There are also no serious proposals to repeal the current U.S. “expatriation tax” on (1) mark to market income and gains (When does “Covered Expatriate” Status -NOT- matter?) and (2) the 40% tax on covered gifts and inheritances (see, Proposed Regulations for “Covered Gifts” and “Covered Bequests” Issued by Treasury Last Week (Be Careful What You Ask For!)
Part II: C’est la vie Ms. Lucienne D’Hotelle! Tax Timing Problems for Former U.S. Citizens is Nothing New – the IRS and the Courts Have Decided Similar Issues in the Past (Pre IRC Section 877A(g)(4))
This is Part II, a follow-on discussion of older U.S. case law and IRS rulings that address how and when individuals are subject to U.S. taxation before and after they assert they are no longer U.S. citizens.
I might point out that I am of the belief that we humans always like to hear the news we want to hear; and/or interpret it in the way we find most beneficial to us. Who doesn’t like good news versus bad news? Whether we (laypeople and tax lawyers alike) interpret Section 877A(g)(4) in any particular way; it is of no real consequence when it is the IRS that will enforce the law and ultimately the Department of Justice, Tax Division who will handle any such case interpreting this provision before a U.S. District Court or the Court of Federal Claims. For those who have not litigated before these Courts and seen how aggressive are the government lawyers in advocating for the government, the following discussion will hopefully be illustrative.

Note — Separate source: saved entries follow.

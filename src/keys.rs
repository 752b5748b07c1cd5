//! Cache Key Composition
//!
//! The storefront's key convention, centralized. Keys are flat strings that
//! encode the entity and the query parameters; a collision between two
//! distinct logical queries silently returns wrong data, so every call site
//! composes keys through these helpers instead of formatting by hand.
//!
//! # Convention
//! - Single entity: `category_5`, `product_42`
//! - Aggregate list page: `products_1_{"brand":"acme"}`
//! - Prefix for list invalidation: `products_`

use std::fmt::Display;

use serde::Serialize;

// == Entity Key ==
/// Key for a single entity, e.g. `entity_key("category", 5)` -> `category_5`.
pub fn entity_key(entity: &str, id: impl Display) -> String {
    format!("{}_{}", entity, id)
}

// == List Key ==
/// Key for one page of a filtered list, e.g.
/// `list_key("products", 1, &filters)` -> `products_1_{"brand":"acme"}`.
///
/// Filters are serialized with serde_json so that distinct filter/page
/// combinations always map to distinct keys. Struct field order is stable
/// under serde, so the same filters always produce the same key.
pub fn list_key<F: Serialize>(entity: &str, page: u64, filters: &F) -> serde_json::Result<String> {
    Ok(format!(
        "{}_{}_{}",
        entity,
        page,
        serde_json::to_string(filters)?
    ))
}

// == List Prefix ==
/// Prefix shared by every page/filter variant of an entity's list keys,
/// used with `invalidate_prefix` after a mutation.
pub fn list_prefix(entity: &str) -> String {
    format!("{}_", entity)
}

See, Part I: Tax Timing Problems for Former U.S. Citizens is Nothing New – the IRS and the Courts Have Decided Similar Issues in the Past (Pre IRC Section 877A(g)(4)), dated October 16, 2015.
The question is what is the correct date of “relinquishment of citizenship” as defined in the statute; IRC Section 877A(g)(4)? Many argue the law cannot be applied retroactively?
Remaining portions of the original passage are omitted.